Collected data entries
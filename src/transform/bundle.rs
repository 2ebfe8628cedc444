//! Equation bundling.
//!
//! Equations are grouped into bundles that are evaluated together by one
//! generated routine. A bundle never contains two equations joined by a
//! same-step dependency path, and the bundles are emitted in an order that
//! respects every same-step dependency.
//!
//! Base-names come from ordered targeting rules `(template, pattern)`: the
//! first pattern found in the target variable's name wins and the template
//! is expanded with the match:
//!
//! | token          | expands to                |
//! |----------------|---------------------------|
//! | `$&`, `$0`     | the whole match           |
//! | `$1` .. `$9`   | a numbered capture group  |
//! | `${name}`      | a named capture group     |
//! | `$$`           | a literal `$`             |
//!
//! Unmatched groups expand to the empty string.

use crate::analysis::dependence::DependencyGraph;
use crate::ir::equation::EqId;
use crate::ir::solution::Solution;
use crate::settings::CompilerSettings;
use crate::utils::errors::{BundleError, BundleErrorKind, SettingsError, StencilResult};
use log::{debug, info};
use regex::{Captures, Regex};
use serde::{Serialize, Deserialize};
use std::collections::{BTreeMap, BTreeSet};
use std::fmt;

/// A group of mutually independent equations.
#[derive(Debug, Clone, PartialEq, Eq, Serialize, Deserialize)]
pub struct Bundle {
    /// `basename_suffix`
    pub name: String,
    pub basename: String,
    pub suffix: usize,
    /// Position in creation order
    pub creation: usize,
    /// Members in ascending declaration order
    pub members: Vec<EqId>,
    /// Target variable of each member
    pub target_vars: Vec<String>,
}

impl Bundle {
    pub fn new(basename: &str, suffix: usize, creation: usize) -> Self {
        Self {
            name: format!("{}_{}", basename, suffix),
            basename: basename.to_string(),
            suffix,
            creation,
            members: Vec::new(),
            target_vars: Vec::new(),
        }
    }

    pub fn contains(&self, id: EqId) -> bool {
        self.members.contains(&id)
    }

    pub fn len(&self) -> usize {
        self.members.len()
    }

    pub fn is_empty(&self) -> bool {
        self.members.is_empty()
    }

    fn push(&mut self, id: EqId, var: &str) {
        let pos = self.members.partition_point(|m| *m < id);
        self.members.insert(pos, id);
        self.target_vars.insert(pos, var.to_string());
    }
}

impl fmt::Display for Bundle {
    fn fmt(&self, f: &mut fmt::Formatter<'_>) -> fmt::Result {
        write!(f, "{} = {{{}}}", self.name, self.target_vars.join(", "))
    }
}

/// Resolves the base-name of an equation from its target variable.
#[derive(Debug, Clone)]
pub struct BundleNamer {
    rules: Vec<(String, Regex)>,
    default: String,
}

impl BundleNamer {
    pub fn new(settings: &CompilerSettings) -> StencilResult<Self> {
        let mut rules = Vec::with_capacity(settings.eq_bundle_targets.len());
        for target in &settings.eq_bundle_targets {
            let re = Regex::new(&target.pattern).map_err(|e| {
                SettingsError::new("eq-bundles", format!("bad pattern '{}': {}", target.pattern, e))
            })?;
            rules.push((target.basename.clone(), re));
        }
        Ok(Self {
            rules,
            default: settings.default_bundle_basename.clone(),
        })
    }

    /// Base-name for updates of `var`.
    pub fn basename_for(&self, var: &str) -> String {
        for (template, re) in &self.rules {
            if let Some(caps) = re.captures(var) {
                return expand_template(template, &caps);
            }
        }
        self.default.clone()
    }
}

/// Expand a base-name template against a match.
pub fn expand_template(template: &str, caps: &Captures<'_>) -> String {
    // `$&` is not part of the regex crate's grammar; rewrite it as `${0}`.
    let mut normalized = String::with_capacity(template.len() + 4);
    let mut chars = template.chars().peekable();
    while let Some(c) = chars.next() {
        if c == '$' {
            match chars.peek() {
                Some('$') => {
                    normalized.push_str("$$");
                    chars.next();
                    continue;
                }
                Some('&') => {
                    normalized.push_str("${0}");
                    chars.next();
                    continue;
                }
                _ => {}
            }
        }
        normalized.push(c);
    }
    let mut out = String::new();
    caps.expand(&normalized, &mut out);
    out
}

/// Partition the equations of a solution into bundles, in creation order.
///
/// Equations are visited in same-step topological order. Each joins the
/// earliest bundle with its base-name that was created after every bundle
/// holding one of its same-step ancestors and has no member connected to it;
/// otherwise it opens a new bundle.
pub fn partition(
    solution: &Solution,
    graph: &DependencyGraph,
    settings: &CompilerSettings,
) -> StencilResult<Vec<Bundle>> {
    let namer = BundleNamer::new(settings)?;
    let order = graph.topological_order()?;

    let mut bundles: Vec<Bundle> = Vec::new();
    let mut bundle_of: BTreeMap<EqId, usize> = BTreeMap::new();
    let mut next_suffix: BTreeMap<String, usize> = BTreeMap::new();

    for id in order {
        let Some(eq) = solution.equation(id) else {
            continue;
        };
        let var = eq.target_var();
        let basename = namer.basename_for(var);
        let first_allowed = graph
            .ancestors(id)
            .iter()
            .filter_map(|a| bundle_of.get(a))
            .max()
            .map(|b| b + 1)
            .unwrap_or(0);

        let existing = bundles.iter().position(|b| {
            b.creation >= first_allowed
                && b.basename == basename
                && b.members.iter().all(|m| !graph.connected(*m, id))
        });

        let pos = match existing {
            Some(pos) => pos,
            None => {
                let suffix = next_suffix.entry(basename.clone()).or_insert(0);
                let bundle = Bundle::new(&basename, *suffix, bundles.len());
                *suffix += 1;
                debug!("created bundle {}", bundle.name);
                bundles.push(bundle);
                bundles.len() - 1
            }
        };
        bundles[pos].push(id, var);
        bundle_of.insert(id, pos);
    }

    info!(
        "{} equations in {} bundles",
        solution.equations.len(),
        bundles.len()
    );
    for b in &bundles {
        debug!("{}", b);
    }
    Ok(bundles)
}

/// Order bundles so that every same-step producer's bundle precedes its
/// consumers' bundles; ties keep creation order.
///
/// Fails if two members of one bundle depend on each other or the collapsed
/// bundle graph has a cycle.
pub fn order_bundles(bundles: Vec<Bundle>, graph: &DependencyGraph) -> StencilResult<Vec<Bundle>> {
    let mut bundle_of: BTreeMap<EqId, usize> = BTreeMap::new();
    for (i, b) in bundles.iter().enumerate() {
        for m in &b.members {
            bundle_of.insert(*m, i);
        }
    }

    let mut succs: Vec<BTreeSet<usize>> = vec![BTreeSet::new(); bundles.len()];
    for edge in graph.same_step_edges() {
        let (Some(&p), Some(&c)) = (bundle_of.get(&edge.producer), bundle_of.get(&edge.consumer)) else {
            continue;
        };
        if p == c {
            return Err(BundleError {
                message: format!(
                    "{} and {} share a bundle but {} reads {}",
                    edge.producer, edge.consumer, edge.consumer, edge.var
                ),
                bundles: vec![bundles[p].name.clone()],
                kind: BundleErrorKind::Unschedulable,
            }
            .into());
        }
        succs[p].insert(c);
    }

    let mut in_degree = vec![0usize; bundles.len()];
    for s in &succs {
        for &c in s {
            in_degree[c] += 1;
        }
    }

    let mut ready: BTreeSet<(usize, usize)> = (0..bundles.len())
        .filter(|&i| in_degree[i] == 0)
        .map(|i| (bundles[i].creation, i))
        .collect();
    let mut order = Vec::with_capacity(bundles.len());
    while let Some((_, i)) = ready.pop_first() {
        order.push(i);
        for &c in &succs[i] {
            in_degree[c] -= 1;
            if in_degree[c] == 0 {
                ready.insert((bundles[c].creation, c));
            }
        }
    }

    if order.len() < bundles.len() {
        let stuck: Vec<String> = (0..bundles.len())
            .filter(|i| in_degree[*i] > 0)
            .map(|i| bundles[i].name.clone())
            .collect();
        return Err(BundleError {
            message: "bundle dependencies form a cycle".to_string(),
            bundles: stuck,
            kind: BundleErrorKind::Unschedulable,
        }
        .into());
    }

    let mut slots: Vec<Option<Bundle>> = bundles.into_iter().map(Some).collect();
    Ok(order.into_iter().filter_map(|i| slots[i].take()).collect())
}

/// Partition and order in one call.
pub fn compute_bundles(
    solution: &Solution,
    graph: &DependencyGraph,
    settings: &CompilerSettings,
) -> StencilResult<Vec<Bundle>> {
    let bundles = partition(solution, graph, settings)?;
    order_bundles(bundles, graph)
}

...

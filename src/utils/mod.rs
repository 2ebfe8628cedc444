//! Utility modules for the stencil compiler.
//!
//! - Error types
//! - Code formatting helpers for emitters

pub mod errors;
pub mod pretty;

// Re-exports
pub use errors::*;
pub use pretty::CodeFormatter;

HOW TO COMPLETE THIS TASK: The answer consists of the lines above that include the word "filename", each copied exactly.

TASK SOLUTION:
filename src/transform/bundle.rs
filename src/utils/mod.rs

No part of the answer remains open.